En la reciente cumbre del G20, Andrew Bailey, gobernador del Banco de Inglaterra, advirtió a los ministros de finanzas que las valoraciones desorbitadas de la IA y el aumento del apalancamiento podrían desencadenar la próxima crisis financiera. El mensaje, transmitido en un discurso que subrayó la fragilidad del sistema crediticio global, llegó en medio de una oleada de inversiones masivas en startups de inteligencia artificial.
Durante el último año, la capitalización combinada de los principales actores de IA superó los 200 mil millones de dólares, impulsada por rondas de financiación que alcanzaron valoraciones superiores a los 30 mil millones en varios casos. Este crecimiento se ha alimentado de la expectativa de que los modelos generativos transformen sectores tan diversos como la salud, la educación y la industria financiera.
Los datos del FMI indican que el ratio de deuda global ha aumentado un 12 % en los últimos doce meses, mientras que los mercados de bonos corporativos registran un crecimiento del apalancamiento que supera el 15 % de los activos totales. Estas cifras reflejan una tendencia a financiar proyectos de IA con deuda cada vez más barata, lo que incrementa la vulnerabilidad frente a una corrección de precios.

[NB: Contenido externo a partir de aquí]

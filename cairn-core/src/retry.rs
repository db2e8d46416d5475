use std::time::Duration;

use rand::Rng;

/// Strategy for computing delay between retry attempts.
///
/// Computed delays are clamped so they never exceed the configured maximum.
#[derive(Debug, Clone)]
pub enum RetryStrategy {
    /// Exponential backoff: `base * multiplier^attempt`, optionally with
    /// uniform jitter of ±25%.
    Exponential {
        /// Initial delay before the first retry.
        base: Duration,
        /// Upper bound on the computed delay.
        max: Duration,
        /// Factor applied on each successive attempt.
        multiplier: f64,
        /// When `true`, the delay is scaled by a factor drawn uniformly from
        /// [0.75, 1.25] so that concurrent callers do not all retry at the
        /// same instant.
        jitter: bool,
    },
    /// Constant delay between every retry attempt.
    Constant {
        /// Fixed delay duration.
        delay: Duration,
    },
}

impl RetryStrategy {
    /// Compute the delay duration for the given zero-based `attempt` number.
    pub fn delay_for(&self, attempt: u32) -> Duration {
        match self {
            Self::Exponential {
                base,
                max,
                multiplier,
                jitter,
            } => {
                let base_secs = base.as_secs_f64();
                // `attempt` is a small retry count, so wrapping from u32 to
                // i32 cannot occur.
                #[allow(clippy::cast_possible_wrap)]
                let raw = base_secs * multiplier.powi(attempt as i32);

                let adjusted = if *jitter {
                    let factor = rand::thread_rng().gen_range(0.75..=1.25);
                    raw * factor
                } else {
                    raw
                };

                let clamped = adjusted.min(max.as_secs_f64());
                Duration::from_secs_f64(clamped)
            }
            Self::Constant { delay } => *delay,
        }
    }
}

impl Default for RetryStrategy {
    fn default() -> Self {
        Self::Exponential {
            base: Duration::from_millis(50),
            max: Duration::from_secs(1),
            multiplier: 2.0,
            jitter: true,
        }
    }
}
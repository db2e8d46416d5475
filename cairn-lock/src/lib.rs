//! Distributed Redis-powered lock.
//!
//! The Redlock algorithm provides a mutually-exclusive locking primitive
//! across threads, processes, and machines, without a single point of
//! failure: a fencing token is planted on a majority of independent masters
//! with a lease, and only the token holder can release or extend it.

pub mod config;
pub mod guard;
pub mod redlock;

pub use config::RedlockConfig;
pub use guard::RedlockGuard;
pub use redlock::Redlock;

Los grandes proveedores de nube, conocidos como hyperscalers, han invertido directamente en compañías de IA, creando una red de exposición mutua que, según Bailey, podría generar un efecto dominó si alguna entidad clave enfrenta una corrección brusca. La interdependencia entre infraestructura de cómputo y startups de IA intensifica el riesgo sistémico.

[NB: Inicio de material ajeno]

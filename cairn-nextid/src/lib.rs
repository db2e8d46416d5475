//! Distributed Redis-powered monotonically increasing ID generator.
//!
//! Each master keeps a per-sequence counter; a round increments the counter
//! on every master and the returned ID is the maximum committed by a
//! majority. Holes in the sequence are expected when callers race or when a
//! round only partially commits. The design scales to roughly 5,000 IDs per
//! second with 5 masters; beyond that, use a different technique.

use std::sync::Arc;

use tracing::{debug, warn};

use cairn_core::quorum::{has_quorum, quorum};
use cairn_core::{Error, Result, RetryStrategy};
use cairn_quorum::{fan_out, Master};

/// Namespace prepended to every sequence key.
const KEY_PREFIX: &str = "nextid";

/// Configuration for a [`NextId`] sequence.
#[derive(Debug, Clone)]
pub struct NextIdConfig {
    /// Sequence name. The masters store the counter at `nextid:<key>`.
    pub key: String,

    /// How many full rounds to attempt before giving up.
    pub num_tries: u32,

    /// Delay curve between rounds.
    pub backoff: RetryStrategy,
}

impl NextIdConfig {
    /// Configuration for the given sequence with default settings.
    #[must_use]
    pub fn new(key: impl Into<String>) -> Self {
        Self {
            key: key.into(),
            num_tries: 3,
            backoff: RetryStrategy::default(),
        }
    }
}

/// Distributed monotonically increasing ID generator.
///
/// Within a single process's sequence of successful [`next`](Self::next)
/// calls the returned integers strictly increase. No gap-free numbering is
/// promised.
pub struct NextId {
    key: String,
    config: NextIdConfig,
    masters: Vec<Arc<dyn Master>>,
}

impl NextId {
    /// Create a generator handle over the given masters.
    ///
    /// # Errors
    ///
    /// Returns [`Error::Configuration`] unless the master count is odd and
    /// at least 1.
    pub fn new(config: NextIdConfig, masters: Vec<Arc<dyn Master>>) -> Result<Self> {
        if masters.is_empty() {
            return Err(Error::Configuration(
                "a NextId sequence needs at least one master".into(),
            ));
        }
        if masters.len() % 2 == 0 {
            return Err(Error::Configuration(format!(
                "the master count must be odd, got {}",
                masters.len()
            )));
        }
        Ok(Self {
            key: format!("{KEY_PREFIX}:{}", config.key),
            config,
            masters,
        })
    }

    /// The namespaced Redis key holding this sequence's counters.
    #[must_use]
    pub fn key(&self) -> &str {
        &self.key
    }

    /// Produce the next identifier.
    ///
    /// # Errors
    ///
    /// Returns [`Error::QuorumNotAchieved`] when fewer than a majority of
    /// masters commit an increment in every round.
    pub async fn next(&self) -> Result<u64> {
        let n = self.masters.len();
        let mut last_granted = 0;

        for attempt in 0..self.config.num_tries {
            let results = fan_out(&self.masters, |master| {
                let key = self.key.clone();
                async move { master.fetch_increment(&key).await }
            })
            .await;

            let committed: Vec<Option<u64>> =
                results.into_iter().map(std::result::Result::ok).collect();
            let granted = committed.iter().flatten().count();
            last_granted = granted;

            if has_quorum(granted, n) {
                // The committed values may disagree when masters have seen
                // different rounds; the quorum maximum wins.
                let id = committed.iter().flatten().copied().max().unwrap_or(0);
                self.propagate(id, &committed);
                return Ok(id);
            }

            debug!(
                key = %self.key,
                granted,
                attempt,
                "increment round missed quorum"
            );
            if attempt + 1 < self.config.num_tries {
                tokio::time::sleep(self.config.backoff.delay_for(attempt)).await;
            }
        }

        Err(Error::QuorumNotAchieved {
            key: self.key.clone(),
            granted: last_granted,
            required: quorum(n),
        })
    }

    /// Bring lagging masters up to `id` in the background, so later rounds
    /// observe it. Raising never lowers a counter, so a stale propagation
    /// is harmless.
    fn propagate(&self, id: u64, committed: &[Option<u64>]) {
        for (master, value) in self.masters.iter().zip(committed) {
            if value.is_some_and(|v| v >= id) {
                continue;
            }
            let master = Arc::clone(master);
            let key = self.key.clone();
            tokio::spawn(async move {
                if let Err(err) = master.raise_to(&key, id).await {
                    warn!(
                        master = master.name(),
                        key = %key,
                        error = %err,
                        "forward propagation failed"
                    );
                }
            });
        }
    }
}

#[cfg(test)]
mod tests {
    use cairn_memory::{FailingMaster, MemoryMaster};

    use super::*;

    fn generator(key: &str, masters: Vec<Arc<dyn Master>>) -> NextId {
        NextId::new(NextIdConfig::new(key), masters).expect("valid config")
    }

    #[test]
    fn master_count_must_be_odd_and_nonzero() {
        assert!(matches!(
            NextId::new(NextIdConfig::new("user-ids"), Vec::new()),
            Err(Error::Configuration(_))
        ));
        assert!(matches!(
            NextId::new(NextIdConfig::new("user-ids"), MemoryMaster::cluster(4)),
            Err(Error::Configuration(_))
        ));
    }

    #[test]
    fn keys_are_namespaced() {
        let ids = generator("user-ids", MemoryMaster::cluster(1));
        assert_eq!(ids.key(), "nextid:user-ids");
    }

    #[tokio::test]
    async fn fresh_sequence_counts_from_one() {
        let ids = generator("user-ids", MemoryMaster::cluster(3));
        assert_eq!(ids.next().await.unwrap(), 1);
        assert_eq!(ids.next().await.unwrap(), 2);
        assert_eq!(ids.next().await.unwrap(), 3);
        assert_eq!(ids.next().await.unwrap(), 4);
    }

    #[tokio::test]
    async fn two_handles_interleave_strictly_increasing() {
        let masters = MemoryMaster::cluster(3);
        let ids1 = generator("user-ids", masters.clone());
        let ids2 = generator("user-ids", masters);

        let mut last = 0;
        for round in 0..5 {
            let handle = if round % 2 == 0 { &ids1 } else { &ids2 };
            let id = handle.next().await.unwrap();
            assert!(id > last, "id {id} should exceed {last}");
            last = id;
        }
    }

    #[tokio::test]
    async fn survives_a_minority_of_failed_masters() {
        let mut masters = MemoryMaster::cluster(2);
        masters.push(Arc::new(FailingMaster::new("down-0")));
        let ids = generator("user-ids", masters);

        assert_eq!(ids.next().await.unwrap(), 1);
        assert_eq!(ids.next().await.unwrap(), 2);
    }

    #[tokio::test(start_paused = true)]
    async fn quorum_loss_surfaces_after_retries() {
        let mut masters = MemoryMaster::cluster(2);
        for i in 0..3 {
            masters.push(Arc::new(FailingMaster::new(format!("down-{i}"))));
        }
        let ids = generator("user-ids", masters);

        match ids.next().await {
            Err(Error::QuorumNotAchieved {
                granted, required, ..
            }) => {
                assert_eq!(granted, 2);
                assert_eq!(required, 3);
            }
            other => panic!("expected QuorumNotAchieved, got {other:?}"),
        }
    }

    #[tokio::test]
    async fn lagging_masters_catch_up() {
        let leader = Arc::new(MemoryMaster::new("memory-0"));
        let follower = Arc::new(MemoryMaster::new("memory-1"));
        let third = Arc::new(MemoryMaster::new("memory-2"));
        let masters: Vec<Arc<dyn Master>> = vec![
            Arc::clone(&leader) as Arc<dyn Master>,
            Arc::clone(&follower) as Arc<dyn Master>,
            Arc::clone(&third) as Arc<dyn Master>,
        ];
        let ids = generator("user-ids", masters);

        // Skew the leader ahead, as if earlier rounds only committed there.
        for _ in 0..5 {
            leader.fetch_increment("nextid:user-ids").await.unwrap();
        }

        assert_eq!(ids.next().await.unwrap(), 6);

        // Let the background propagation tasks run.
        for _ in 0..10 {
            tokio::task::yield_now().await;
        }
        assert!(follower.fetch_increment("nextid:user-ids").await.unwrap() >= 7);

        assert_eq!(ids.next().await.unwrap(), 8);
    }
}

A pesar del ritmo acelerado de la innovación, la mayoría de los países aún carecen de normas específicas que regulen los sistemas de IA de última generación, lo que dificulta la supervisión de riesgos sistémicos. La ausencia de marcos regulatorios claros deja espacio para prácticas opacas en la valoración de activos y en la gestión de riesgos.

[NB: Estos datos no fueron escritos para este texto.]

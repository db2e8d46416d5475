use thiserror::Error;

/// Convenience alias used across the workspace.
pub type Result<T> = std::result::Result<T, Error>;

/// Errors from cairn primitives.
///
/// Transport-level failures (`Connection`, `Backend`, `Timeout`) are absorbed
/// by the quorum layer and counted as per-master failures; they only surface
/// from single-endpoint primitives such as the cache and the sketches.
#[derive(Debug, Error)]
pub enum Error {
    #[error("value cannot be canonically encoded: {0}")]
    Encoding(String),

    #[error("quorum not achieved for '{key}': {granted} of {required} masters")]
    QuorumNotAchieved {
        key: String,
        granted: usize,
        required: usize,
    },

    #[error("optimistic transaction on '{key}' aborted {attempts} times")]
    Contention { key: String, attempts: u32 },

    #[error("released a lock that is not held: '{0}'")]
    ReleaseUnlocked(String),

    #[error("extended a lock that is not held: '{0}'")]
    ExtendUnlocked(String),

    #[error("lock '{0}' is already held by this handle")]
    AlreadyAcquired(String),

    #[error("lock '{key}' has already been extended {limit} times")]
    TooManyExtensions { key: String, limit: u32 },

    #[error("configuration error: {0}")]
    Configuration(String),

    #[error("connection error: {0}")]
    Connection(String),

    #[error("backend error: {0}")]
    Backend(String),

    #[error("operation timed out after {0:?}")]
    Timeout(std::time::Duration),

    #[error("wrapped callable failed: {0}")]
    Callable(String),
}
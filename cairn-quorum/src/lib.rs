pub mod fanout;
pub mod master;

pub use fanout::fan_out;
pub use master::Master;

Los modelos de IA frontier, capaces de generar código y simular vulnerabilidades, presentan un nuevo vector de ciberamenaza; un fallo en la seguridad de una plataforma podría propagarse rápidamente a infraestructuras financieras críticas. La combinación de alta capacidad técnica y escasa supervisión amplifica la exposición a ataques sofisticados.
Bailey señaló que la interconexión entre fondos de cobertura, bancos y empresas de tecnología aumenta la probabilidad de que pérdidas en el sector de IA se transmitan a mercados de crédito tradicionales. La experiencia de crisis anteriores muestra que los choques en sectores emergentes pueden escalar rápidamente cuando los agentes financieros comparten exposición.
El gobernador propuso la creación de un marco internacional coordinado que incluya límites al apalancamiento, requisitos de capital específicos para inversiones en IA y la elaboración de normas de ciberseguridad adaptadas a modelos generativos. Estas medidas buscan contener la acumulación de riesgos antes de que se materialicen en turbulencias de mercado.
Algunos ministros, como el de Alemania, expresaron su disposición a acelerar la legislación, mientras que representantes de la industria advirtieron que regulaciones excesivas podrían frenar la innovación y la competitividad global. El debate entre control y crecimiento define ahora la agenda financiera internacional.